Advances and challenges in molecular detection of foodborne pathogens

Foodborne pathogens remain a major global public health pandemic, contributing majorly to morbidity, mortality, and economic burden across the food supply chain. Contamination occurs at multiple stages from production to consumption, from microorganisms including bacteria, viruses, fungi, and parasites. Rapid and accurate detection of these pathogens is therefore critical to ensure food safety and prevent outbreaks. Traditional detection methods such as culture-based, biochemical, and immunological assays, although dependable, are often time-consuming, labor-intensive, and limited in sensitivity and specificity. These limitations have led to the development of advanced molecular detection techniques.

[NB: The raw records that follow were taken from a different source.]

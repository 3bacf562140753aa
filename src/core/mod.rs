// This module collects the building blocks shared by the sample pipeline and the coverage
// workflow: validated optimization levels, the pure source-to-destination path mapping,
// stage descriptions and the output tree layout, run configuration with toolchain
// discovery, the error taxonomy, and run statistics. None of it launches processes; the
// toolchain module owns that.

//! Core irstage infrastructure.
//!
//! # Key Components
//!
//! - `level` - optimization levels `0..=3`
//! - `mapping` - re-rooting a source path and appending a suffix
//! - `stage` - pipeline stages and the generated tree layout
//! - `config` - pipeline and coverage configuration, tool lookup
//! - `error` - `PipelineError` and `PipelineResult`
//! - `stats` - per-stage, per-level counts of a run

pub mod config;
pub mod error;
pub mod level;
pub mod mapping;
pub mod stage;
pub mod stats;
pub mod test_utils;

pub use config::{locate_tool, CoverageConfig, PipelineConfig};
pub use error::{PipelineError, PipelineResult};
pub use level::OptLevel;
pub use mapping::map_destination;
pub use stage::{Language, OutputLayout, StageKind};
pub use stats::RunStats;
//! Speech synthesis errors

use thiserror::Error;

/// Errors that can occur during speech synthesis
#[derive(Debug, Error)]
pub enum SpeechError {
    /// Failed to connect to the speech service
    #[error("Connection failed: {0}")]
    ConnectionFailed(String),

    /// Request to the speech service failed
    #[error("Request failed: {0}")]
    RequestFailed(String),

    /// Synthesis failed
    #[error("Synthesis failed: {0}")]
    SynthesisFailed(String),

    /// Invalid response from the service
    #[error("Invalid response: {0}")]
    InvalidResponse(String),

    /// Timeout during synthesis
    #[error("Speech synthesis timeout after {0}ms")]
    Timeout(u64),

    /// Invalid configuration
    #[error("Configuration error: {0}")]
    Configuration(String),

    /// Writing the synthesized audio to disk failed
    #[error("Audio output failed: {0}")]
    OutputFailed(String),
}

impl From<reqwest::Error> for SpeechError {
    fn from(err: reqwest::Error) -> Self {
        if err.is_timeout() {
            Self::Timeout(30000)
        } else if err.is_connect() {
            Self::ConnectionFailed(err.to_string())
        } else {
            Self::RequestFailed(err.to_string())
        }
    }
}
//! Liveness and prompt-hint handlers

use axum::Json;
use serde::Serialize;

/// Static hint returned by the prompt endpoints
const PROMPT_HINT: &str = "请输入您的图像生成描述";

/// Liveness response
#[derive(Debug, Serialize)]
pub struct HelloResponse {
    #[serde(rename = "Hello")]
    pub hello: &'static str,
}

/// Liveness probe
pub async fn hello() -> Json<HelloResponse> {
    Json(HelloResponse { hello: "World" })
}

/// Prompt hint response
#[derive(Debug, Serialize)]
pub struct PromptResponse {
    pub prompt: &'static str,
}

/// Return the static prompt hint
pub async fn get_prompt() -> Json<PromptResponse> {
    Json(PromptResponse {
        prompt: PROMPT_HINT,
    })
}
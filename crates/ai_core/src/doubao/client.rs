//! Doubao chat-completions client implementation

use std::time::Duration;

use async_trait::async_trait;
use reqwest::Client;
use serde::{Deserialize, Serialize};
use tracing::{debug, info, instrument, warn};

use crate::config::GenerationConfig;
use crate::error::GenerationError;
use crate::ports::{ChatEngine, ChatRequest, ChatResponse, TokenUsage};

/// Generation engine backed by the Doubao chat-completions API
pub struct DoubaoChatEngine {
    client: Client,
    config: GenerationConfig,
}

impl std::fmt::Debug for DoubaoChatEngine {
    fn fmt(&self, f: &mut std::fmt::Formatter<'_>) -> std::fmt::Result {
        f.debug_struct("DoubaoChatEngine")
            .field("base_url", &self.config.base_url)
            .field("default_model", &self.config.default_model)
            .finish_non_exhaustive()
    }
}

impl DoubaoChatEngine {
    /// Create a new Doubao engine
    pub fn new(config: GenerationConfig) -> Result<Self, GenerationError> {
        let client = Client::builder()
            .timeout(Duration::from_millis(config.timeout_ms))
            .build()
            .map_err(|e| GenerationError::ConnectionFailed(e.to_string()))?;

        info!(
            base_url = %config.base_url,
            model = %config.default_model,
            "Initialized Doubao generation engine"
        );

        Ok(Self { client, config })
    }

    /// Create with default configuration for Doubao-lite
    pub fn with_defaults() -> Result<Self, GenerationError> {
        Self::new(GenerationConfig::doubao_lite())
    }

    /// Build the API URL for a given endpoint
    fn api_url(&self, endpoint: &str) -> String {
        format!(
            "{}/{}",
            self.config.base_url.trim_end_matches('/'),
            endpoint.trim_start_matches('/')
        )
    }

    /// Get the model to use for a request
    fn resolve_model(&self, request: &ChatRequest) -> &str {
        request
            .model
            .as_deref()
            .unwrap_or(&self.config.default_model)
    }

    /// Attach the bearer token when an API key is configured
    fn authorize(&self, builder: reqwest::RequestBuilder) -> reqwest::RequestBuilder {
        match self.config.api_key.as_deref() {
            Some(key) => builder.bearer_auth(key),
            None => builder,
        }
    }
}

/// Chat-completions request body
#[derive(Debug, Serialize)]
struct CompletionRequest<'a> {
    model: &'a str,
    messages: &'a [crate::ports::ChatMessage],
    max_tokens: u32,
    temperature: f32,
}

/// Chat-completions response body
#[derive(Debug, Deserialize)]
struct CompletionResponse {
    model: String,
    choices: Vec<CompletionChoice>,
    #[serde(default)]
    usage: Option<CompletionUsage>,
}

#[derive(Debug, Deserialize)]
struct CompletionChoice {
    message: CompletionMessage,
    #[serde(default)]
    finish_reason: Option<String>,
}

#[derive(Debug, Deserialize)]
struct CompletionMessage {
    content: String,
}

#[derive(Debug, Deserialize)]
struct CompletionUsage {
    prompt_tokens: u32,
    completion_tokens: u32,
    total_tokens: u32,
}

#[async_trait]
impl ChatEngine for DoubaoChatEngine {
    #[instrument(skip(self, request), fields(model = %self.resolve_model(&request)))]
    async fn generate(&self, request: ChatRequest) -> Result<ChatResponse, GenerationError> {
        let model = self.resolve_model(&request).to_string();

        let body = CompletionRequest {
            model: &model,
            messages: &request.messages,
            max_tokens: request.max_tokens.unwrap_or(self.config.max_tokens),
            temperature: request.temperature.unwrap_or(self.config.temperature),
        };

        debug!("Sending chat-completions request");

        let response = self
            .authorize(self.client.post(self.api_url("chat/completions")))
            .json(&body)
            .send()
            .await?;

        if !response.status().is_success() {
            let status = response.status();
            let body = response.text().await.unwrap_or_default();
            warn!(status = %status, body = %body, "Generation request failed");
            return Err(GenerationError::ServerError(format!(
                "Status {status}: {body}"
            )));
        }

        let completion: CompletionResponse = response
            .json()
            .await
            .map_err(|e| GenerationError::InvalidResponse(e.to_string()))?;

        let choice = completion
            .choices
            .into_iter()
            .next()
            .ok_or_else(|| GenerationError::InvalidResponse("no choices in response".to_string()))?;

        if choice.message.content.is_empty() {
            return Err(GenerationError::EmptyReply(completion.model));
        }

        let usage = completion.usage.map(|u| TokenUsage {
            prompt_tokens: u.prompt_tokens,
            completion_tokens: u.completion_tokens,
            total_tokens: u.total_tokens,
        });

        debug!(tokens = ?usage, "Generation completed");

        Ok(ChatResponse {
            content: choice.message.content,
            model: completion.model,
            usage,
            finish_reason: choice.finish_reason,
        })
    }

    #[instrument(skip(self))]
    async fn health_check(&self) -> Result<bool, GenerationError> {
        let response = self
            .authorize(self.client.get(self.api_url("models")))
            .timeout(Duration::from_secs(5))
            .send()
            .await;

        match response {
            Ok(resp) => Ok(resp.status().is_success()),
            Err(e) if e.is_timeout() || e.is_connect() => Ok(false),
            Err(e) => Err(GenerationError::RequestFailed(e.to_string())),
        }
    }

    fn default_model(&self) -> &str {
        &self.config.default_model
    }
}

This review aims to evaluate current molecular approaches for the detection of foodborne pathogens, with a focus on nucleic acid-based methods, hybridization techniques, biosensors, and emerging technologies. Techniques such as polymerase chain reaction (PCR) and its variants, loop-mediated isothermal amplification (LAMP), DNA microarrays, and spectroscopy-based methods have enhanced detection speed, accuracy, and multiplexing capability. Also, biosensor-based platforms and nanotechnology technologies offer promising solutions for rapid, on-site detection. But several challenges including the presence of inhibitory substances, distinguishing viable from non-viable cells, high operational costs, and lack of standardization techniques are present.

Also, issues related to reproducibility, sensitivity under field conditions, and regulatory validation continue to restrict widespread implementation. Molecular detection technology represents transformative methods in food safety diagnostics. Future integration with emerging tools such as CRISPR-based systems, artificial intelligence, and multi-omics possess major potential for improving detection accuracy.